Despite the popularity of whey protein in the fitness world, there are still mixed feelings when it comes to whey protein and anti-aging nutrition. Here, we weigh out the good versus the bad of using whey protein as part of your anti-aging nutrition plan.
The PROs of Whey Protein for Anti-Aging Nutrition
Glutathione Increase: Glutathione is one of the natural antioxidants that our body produces. As we know, antioxidants help anti-aging effects by fighting damaging free radicals and other toxins. As we age, our production of glutathione decreases and it’s believed that when you’re deficient in glutathione, you’re more susceptible to cell disintegration and liver damage—liver damage means your body can’t properly detoxify itself. Whey protein produces an amino acid that helps boost glutathione production, so adding whey protein to your anti-aging nutrition plan means you can continue to benefit from the antioxidant’s anti-aging properties.
Osteoporosis: When included in anti-aging nutrition, whey protein can help protect against osteoporosis because it contains lactoferrin, which is believed to benefit bone health by promoting growth and strengthening. Whey protein in anti-aging nutrition has also been shown to activate osteoblasts, which are the cells that work on bone formation. Improving bone health is an important component of treating and preventing osteoporosis.
Anti-Aging Skin Care: Whey protein is good for anti-aging nutrition and skin care because it contains branch chained amino acids (BCAAs). Studies have shown that BCAAs can have a positive effect on healing and nourishing skin.
The CONS of Whey Protein for Anti-Aging Nutrition
Kidney Disorders: High consumption of whey protein in anti-aging nutrition has been linked to distressed kidneys by impeding on their ability to properly flush waste. This downside of whey protein deters its benefits to anti-aging nutrition because compromised kidney function can lead to the development of kidney stones and urinary infections. If left untreated, these conditions can wind up leading to more severe medical concerns.

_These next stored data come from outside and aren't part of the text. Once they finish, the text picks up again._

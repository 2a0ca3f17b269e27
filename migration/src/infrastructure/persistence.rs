use std::collections::HashSet;

use bibrec_common::database::Database;

use crate::domain::{migration::MigrationStep, persistence::Persistence};

#[derive(Clone)]
pub struct PersistenceAdapter {
    database: &'static Database,
}

impl PersistenceAdapter {
    pub fn new(database: &'static Database) -> Self {
        Self { database }
    }
}

impl Persistence for PersistenceAdapter {
    async fn load(&self) -> Result<HashSet<String>, anyhow::Error> {
        use futures::TryStreamExt;

        let sql = "SELECT table_name
            FROM information_schema.tables
            WHERE
              table_schema = $1
              AND table_type = 'BASE TABLE'";

        let mut rows = sqlx::query_scalar::<_, String>(sql)
            .bind(self.database.database_schema())
            .fetch(self.database.database_pool());

        let mut set = HashSet::new();
        while let Some(name) = rows.try_next().await? {
            set.insert(name);
        }

        tracing::debug!("Found {} existing tables", set.len());

        Ok(set)
    }

    async fn apply_migration_steps(&self, steps: Vec<MigrationStep>) -> Result<(), anyhow::Error> {
        use futures::stream::{self, StreamExt};

        let mut stream = stream::iter(steps);
        while let Some(step) = stream.next().await {
            let ctx = step.ctx();
            let ddls = step.ddls();
            self.database.execute_in_transaction(ddls, ctx).await?;
        }

        Ok(())
    }

    fn database_schema(&self) -> &str {
        self.database.database_schema()
    }
}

Weight Gain: Relying solely on whey protein in anti-aging nutrition to help you gain muscle can result in weight gain. Whey protein has calories (about four calories per gram), and naturally, the more calories you consume, the more likely you are to pack on pounds. Weight gain poses numerous health problems, including an increased risk of developing cardiovascular conditions, metabolic syndrome, diabetes, and osteoarthritis. If you’re only adding whey protein to your anti-aging nutrition plan, but not exercising as well, your body converts the extra calorie intake into fat rather than muscle mass. That’s why whey protein should only be used in conjunction with a healthy diet and regular exercise.
Dehydration: With a lack of water consumption, adding excessive whey protein to your anti-aging nutrition plan can lead to dehydration. If you’re all of a sudden adding whey protein to your diet, you may find that you have to urinate more frequently. The more you pee, the more water is released from your system. If you’re not drinking enough water to replace it, you can become dehydrated. Your body also needs water to metabolize all of the protein you’re consuming.
Just like anything, whey protein should be taken in moderation with your anti-aging nutrition plan in order to reap its benefits. It should never be used as a meal replacement and can only work its magic when accompanied by a healthy diet and lifestyle, including drinking lots of water.